Marc Raisière, CEO der belgischen Bank Belfius, sorgte in den vergangenen Tagen mit einer besonders kontroversen Aussage für einen Aufschrei unter Gastronomen und Politikern. In einem Interview mit dem Wirtschaftsmagazin Trends/Tendances stellte er die Frage, ob es nicht vielleicht zu viele Cafés und Restaurants in Belgien gebe. Diese seien sicher ohne Schwarzarbeit nicht alle rentabel. Die Gastronomie ist auch hier in Belgien von der Coronakrise schwer getroffen und auch der Belfius-Manager erwartet hier eine Pleitewelle. Doch, so seine Ansicht, brauche eine Volkswirtschaft manchmal eine solche „Marktbereinigung“…

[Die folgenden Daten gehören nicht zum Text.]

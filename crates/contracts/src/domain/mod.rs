pub mod a001_task;
pub mod a002_staff;
pub mod a003_location;
pub mod a004_contract;
pub mod a005_service;
pub mod a006_task_category;
pub mod a007_task_template;
pub mod a008_checkpoint;
pub mod a009_location_zone;
pub mod a010_document;
pub mod a011_shift;
pub mod a012_message;
pub mod common;
pub mod request;
pub mod response;

pub use request::SaveTaskRequest;
pub use response::SaveTaskResponse;

use crate::domain::a001_task::aggregate::Task;
use crate::domain::a001_task::form::{create_tasks, edit_task, LocationCatalog};
use crate::domain::a001_task::samples::sample_tasks;
use crate::domain::a002_staff::aggregate::Staff;
use crate::domain::a003_location::aggregate::Location;
use crate::domain::a008_checkpoint::aggregate::Checkpoint;
use crate::domain::a009_location_zone::aggregate::LocationZone;
use crate::domain::a010_document::aggregate::Document;
use crate::domain::common::{AggregateRoot, Repository};
use crate::shared::{IdGenerator, KeyValueStore};
use crate::usecases::common::{UseCaseError, UseCaseMetadata, UseCaseResult};
use chrono::NaiveDateTime;

pub struct SaveTask;

impl UseCaseMetadata for SaveTask {
    fn usecase_index() -> &'static str {
        "u001"
    }

    fn usecase_name() -> &'static str {
        "save_task"
    }

    fn display_name() -> &'static str {
        "Save task"
    }

    fn description() -> &'static str {
        "Create tasks (one per assignee, with recurrences) or update an existing one"
    }
}

impl SaveTask {
    pub fn execute(store: &dyn KeyValueStore, request: &SaveTaskRequest, now: NaiveDateTime) -> UseCaseResult<SaveTaskResponse> {
        let repo = Repository::<Task>::new(store);
        let mut tasks = repo.list_or_seed(|| sample_tasks(now.date()))?;
        let locations = Repository::<Location>::new(store).list()?;
        let checkpoints = Repository::<Checkpoint>::new(store).list()?;
        let zones = Repository::<LocationZone>::new(store).list()?;
        let documents = Repository::<Document>::new(store).list()?;
        let catalog = LocationCatalog {
            locations: &locations,
            checkpoints: &checkpoints,
            zones: &zones,
        };

        let draft = &request.draft;
        let (saved, notice) = match draft.editing_id {
            Some(id) => {
                let pos = tasks
                    .iter()
                    .position(|t| t.id == id)
                    .ok_or_else(|| UseCaseError::not_found(format!("{} {} not found", Task::element_name(), id)))?;
                let staff = Repository::<Staff>::new(store).list()?;
                let outcome = edit_task(&tasks[pos], draft, &catalog, &documents, &staff, now)?;
                tasks[pos] = outcome.task.clone();
                (vec![outcome.task], outcome.notice)
            }
            None => {
                let mut ids = IdGenerator::new();
                ids.observe(tasks.iter().map(|t| t.id));
                let created = create_tasks(draft, &catalog, &documents, &mut ids, now)?;
                tasks.extend(created.iter().cloned());
                (created, None)
            }
        };

        repo.save_all(&tasks)?;
        log::info!("{}: saved {} task(s)", Self::full_name(), saved.len());
        Ok(SaveTaskResponse { saved, tasks, notice })
    }
}

#[cfg(test)]
mod tests {
    use super::*;
    use crate::domain::a001_task::aggregate::TaskStatus;
    use crate::domain::a001_task::form::TaskDraft;
    use crate::shared::datetime::parse_datetime;
    use crate::shared::{EntityId, MemoryStore};

    fn now() -> NaiveDateTime {
        parse_datetime("2025-08-09T08:00").unwrap()
    }

    fn draft() -> TaskDraft {
        let mut d = TaskDraft::default();
        d.name = "Lobby sweep".into();
        d.set_start_time("2025-08-09T09:00".into());
        d.set_duration(30);
        d
    }

    #[test]
    fn test_create_appends_to_seeded_tasks() {
        let store = MemoryStore::new();
        let mut d = draft();
        d.toggle_assignee(EntityId(1));
        d.toggle_assignee(EntityId(2));
        let res = SaveTask::execute(&store, &SaveTaskRequest { draft: d }, now()).unwrap();
        assert_eq!(res.saved.len(), 2);
        assert_eq!(res.tasks.len(), 32);
        let stored = Repository::<Task>::new(&store).list_raw().unwrap();
        assert_eq!(stored.len(), 32);
        assert!(stored.iter().filter(|t| t.name == "Lobby sweep").all(|t| t.status == TaskStatus::Assigned));
    }

    #[test]
    fn test_edit_unknown_task_is_not_found() {
        let store = MemoryStore::new();
        let mut d = draft();
        d.editing_id = Some(EntityId(999_999));
        let err = SaveTask::execute(&store, &SaveTaskRequest { draft: d }, now()).unwrap_err();
        assert_eq!(err.code, "NOT_FOUND");
    }

    #[test]
    fn test_missing_fields_surface_as_validation() {
        let store = MemoryStore::new();
        let mut d = draft();
        d.name.clear();
        let err = SaveTask::execute(&store, &SaveTaskRequest { draft: d }, now()).unwrap_err();
        assert!(err.is_validation());
        assert_eq!(err.message, "Please fill in all required fields");
    }

    #[test]
    fn test_edit_replaces_in_place() {
        let store = MemoryStore::new();
        let created = SaveTask::execute(&store, &SaveTaskRequest { draft: draft() }, now()).unwrap();
        let mut d = draft();
        d.editing_id = Some(created.saved[0].id);
        d.name = "Lobby sweep (north)".into();
        let res = SaveTask::execute(&store, &SaveTaskRequest { draft: d }, now()).unwrap();
        assert_eq!(res.tasks.len(), 31);
        assert!(res.tasks.iter().any(|t| t.name == "Lobby sweep (north)"));
        assert!(res.notice.is_none());
    }
}
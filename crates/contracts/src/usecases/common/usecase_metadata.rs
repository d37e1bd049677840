/// Identity of a use case, for logs and UI labels
pub trait UseCaseMetadata {
    /// Index, e.g. "u001"
    fn usecase_index() -> &'static str;

    /// Technical name, e.g. "save_task"
    fn usecase_name() -> &'static str;

    fn display_name() -> &'static str;

    fn description() -> &'static str {
        ""
    }

    /// "u001_save_task"
    fn full_name() -> String {
        format!("{}_{}", Self::usecase_index(), Self::usecase_name())
    }
}
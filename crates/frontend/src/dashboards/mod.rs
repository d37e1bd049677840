pub mod d001_summary;

pub use d001_summary::ui::SummaryDashboard;
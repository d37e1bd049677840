use crate::shared::data::load_list;
use crate::shared::date_utils::today_iso;
use crate::shared::form_fields::{form_error, text_field};
use crate::shared::modal::Modal;
use contracts::domain::a003_location::{Location, LocationDto};
use contracts::domain::a004_contract::Contract;
use contracts::shared::EntityId;
use leptos::prelude::*;
use thaw::*;

#[component]
pub fn LocationDetails(
    dto: LocationDto,
    on_saved: Callback<Location>,
    on_cancel: Callback<()>,
    next_id: Callback<(), EntityId>,
) -> impl IntoView {
    let is_edit = dto.id.is_some();
    let form = RwSignal::new(dto);
    let error = RwSignal::new(None::<String>);
    let contracts: Vec<Contract> = load_list::<Contract>(error)
        .into_iter()
        .filter(|c| c.status.is_active())
        .collect();

    let save = move |_| {
        let dto = form.get_untracked();
        let id = dto.id.unwrap_or_else(|| next_id.run(()));
        match Location::from_dto(id, &dto, Some(today_iso())) {
            Ok(location) => on_saved.run(location),
            Err(e) => error.set(Some(e.to_string())),
        }
    };

    view! {
        <Modal
            title=if is_edit { "Edit Location".to_string() } else { "Add Location".to_string() }
            on_close=on_cancel
        >
            {form_error(error)}
            {text_field(form, "Name *", |f| f.name.clone(), |f, v| f.name = v)}
            <div class="form__group">
                <label class="form__label">"Contract *"</label>
                <select
                    class="form__select"
                    prop:value=move || form.with(|f| f.contract.clone())
                    on:change=move |ev| form.update(|f| f.contract = event_target_value(&ev))
                >
                    <option value="">"Select contract"</option>
                    {contracts.iter().map(|c| view! {
                        <option value=c.number.clone()>{c.number.clone()}</option>
                    }).collect_view()}
                </select>
            </div>
            {text_field(form, "Building", |f| f.building.clone(), |f, v| f.building = v)}
            <div class="form__row">
                {text_field(form, "Level", |f| f.level.clone(), |f, v| f.level = v)}
                {text_field(form, "X", |f| f.x.clone(), |f, v| f.x = v)}
                {text_field(form, "Y", |f| f.y.clone(), |f, v| f.y = v)}
            </div>
            <div class="modal-footer">
                <Button appearance=ButtonAppearance::Secondary on_click=move |_| on_cancel.run(())>"Cancel"</Button>
                <Button appearance=ButtonAppearance::Primary on_click=save>
                    {if is_edit { "Save Changes" } else { "Add Location" }}
                </Button>
            </div>
        </Modal>
    }
}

Nicht nur bei den schwer gebeutelten Gastronomen sorgte dies für einen Aufschrei, sondern auch in den Reihen der Politiker. Hier wird z.B. gefordert, Raisière vor den Parlamentsausschuss für wirtschaftliche Angelegenheiten zu zitieren. Dazu muss man wissen, dass die Belfius-Bank zu 100 % dem belgischen Staat gehört. Diese rettete die Bank vor einigen Jahren im Zuge der allgemeinen Banken- und Weltwirtschaftskrise mit Steuergeldern vor dem Konkurs und Raisière wird aus Steuermitteln entlohnt. Seinen Vertrag verlängerte die belgische Bundesregierung übrigens erst letzte Woche um 4 weitere Jahre. Und nicht zuletzt arbeiten auch viele Gastronomen mit Geschäftskonten und Krediten bei Belfius.